- **YOUR TASK**
In full and word for word, restate the lines of the listing.

- **DATASET EXTRACT**
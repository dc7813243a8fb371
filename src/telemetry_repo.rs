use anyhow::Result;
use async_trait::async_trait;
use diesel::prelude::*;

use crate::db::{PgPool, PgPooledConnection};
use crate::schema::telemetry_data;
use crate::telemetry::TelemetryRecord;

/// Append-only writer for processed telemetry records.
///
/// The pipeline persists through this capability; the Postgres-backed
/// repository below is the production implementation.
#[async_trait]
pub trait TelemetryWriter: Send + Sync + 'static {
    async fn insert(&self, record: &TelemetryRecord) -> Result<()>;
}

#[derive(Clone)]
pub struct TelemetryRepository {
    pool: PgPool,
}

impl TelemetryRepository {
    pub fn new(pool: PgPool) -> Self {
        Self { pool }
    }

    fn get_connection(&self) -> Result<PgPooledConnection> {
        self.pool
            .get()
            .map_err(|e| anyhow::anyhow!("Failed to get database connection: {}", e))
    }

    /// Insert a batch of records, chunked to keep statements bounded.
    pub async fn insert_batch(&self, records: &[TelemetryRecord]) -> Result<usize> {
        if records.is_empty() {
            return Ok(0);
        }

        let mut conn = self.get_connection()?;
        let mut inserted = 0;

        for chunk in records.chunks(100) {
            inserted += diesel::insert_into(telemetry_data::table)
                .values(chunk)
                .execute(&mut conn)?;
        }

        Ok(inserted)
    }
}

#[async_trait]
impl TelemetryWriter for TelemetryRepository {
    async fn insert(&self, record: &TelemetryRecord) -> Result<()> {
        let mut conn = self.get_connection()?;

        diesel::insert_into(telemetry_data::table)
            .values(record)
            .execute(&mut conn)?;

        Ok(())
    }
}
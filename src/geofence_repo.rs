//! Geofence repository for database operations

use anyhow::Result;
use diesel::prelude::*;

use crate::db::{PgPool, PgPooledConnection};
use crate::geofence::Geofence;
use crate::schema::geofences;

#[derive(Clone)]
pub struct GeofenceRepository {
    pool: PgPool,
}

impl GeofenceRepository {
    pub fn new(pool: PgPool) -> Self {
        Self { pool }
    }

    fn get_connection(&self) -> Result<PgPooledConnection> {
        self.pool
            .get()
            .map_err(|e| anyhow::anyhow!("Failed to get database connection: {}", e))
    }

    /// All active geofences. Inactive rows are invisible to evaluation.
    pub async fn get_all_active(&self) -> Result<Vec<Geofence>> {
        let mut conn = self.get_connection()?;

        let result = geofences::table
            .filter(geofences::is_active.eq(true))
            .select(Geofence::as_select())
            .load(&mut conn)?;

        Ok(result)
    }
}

- **RESULT**
repository dc7813243a8fb371
filename src/telemetry_repo.rs
use anyhow::Result;
use async_trait::async_trait;
use diesel::prelude::*;

use crate::db::{PgPool, PgPooledConnection};
use crate::schema::telemetry_data;
use crate::telemetry::TelemetryRecord;

/// Append-only writer for processed telemetry records.
///
/// The pipeline persists through this capability; the Postgres-backed
/// repository below is the production implementation.
#[async_trait]
pub trait TelemetryWriter: Send + Sync + 'static {
    async fn insert(&self, record: &TelemetryRecord) -> Result<()>;
}

#[derive(Clone)]
pub struct TelemetryRepository {
    pool: PgPool,
}

impl TelemetryRepository {
    pub fn new(pool: PgPool) -> Self {
        Self { pool }
    }

    fn get_connection(&self) -> Result<PgPooledConnection> {
        self.pool
            .get()
            .map_err(|e| anyhow::anyhow!("Failed to get database connection: {}", e))
    }

    /// Insert a batch of records, chunked to keep statements bounded.
    pub async fn insert_batch(&self, records: &[TelemetryRecord]) -> Result<usize> {
        if records.is_empty() {
            return Ok(0);
        }

        let mut conn = self.get_connection()?;
        let mut inserted = 0;

        for chunk in records.chunks(100) {
            inserted += diesel::insert_into(telemetry_data::table)
                .values(chunk)
                .execute(&mut conn)?;
        }

        Ok(inserted)
    }
}

#[async_trait]
impl TelemetryWriter for TelemetryRepository {
    async fn insert(&self, record: &TelemetryRecord) -> Result<()> {
        let mut conn = self.get_connection()?;

        diesel::insert_into(telemetry_data::table)
            .values(record)
            .execute(&mut conn)?;

        Ok(())
    }
}
filename src/geofence_repo.rs
//! Geofence repository for database operations

use anyhow::Result;
use diesel::prelude::*;

use crate::db::{PgPool, PgPooledConnection};
use crate::geofence::Geofence;
use crate::schema::geofences;

#[derive(Clone)]
pub struct GeofenceRepository {
    pool: PgPool,
}

impl GeofenceRepository {
    pub fn new(pool: PgPool) -> Self {
        Self { pool }
    }

    fn get_connection(&self) -> Result<PgPooledConnection> {
        self.pool
            .get()
            .map_err(|e| anyhow::anyhow!("Failed to get database connection: {}", e))
    }

    /// All active geofences. Inactive rows are invisible to evaluation.
    pub async fn get_all_active(&self) -> Result<Vec<Geofence>> {
        let mut conn = self.get_connection()?;

        let result = geofences::table
            .filter(geofences::is_active.eq(true))
            .select(Geofence::as_select())
            .load(&mut conn)?;

        Ok(result)
    }
}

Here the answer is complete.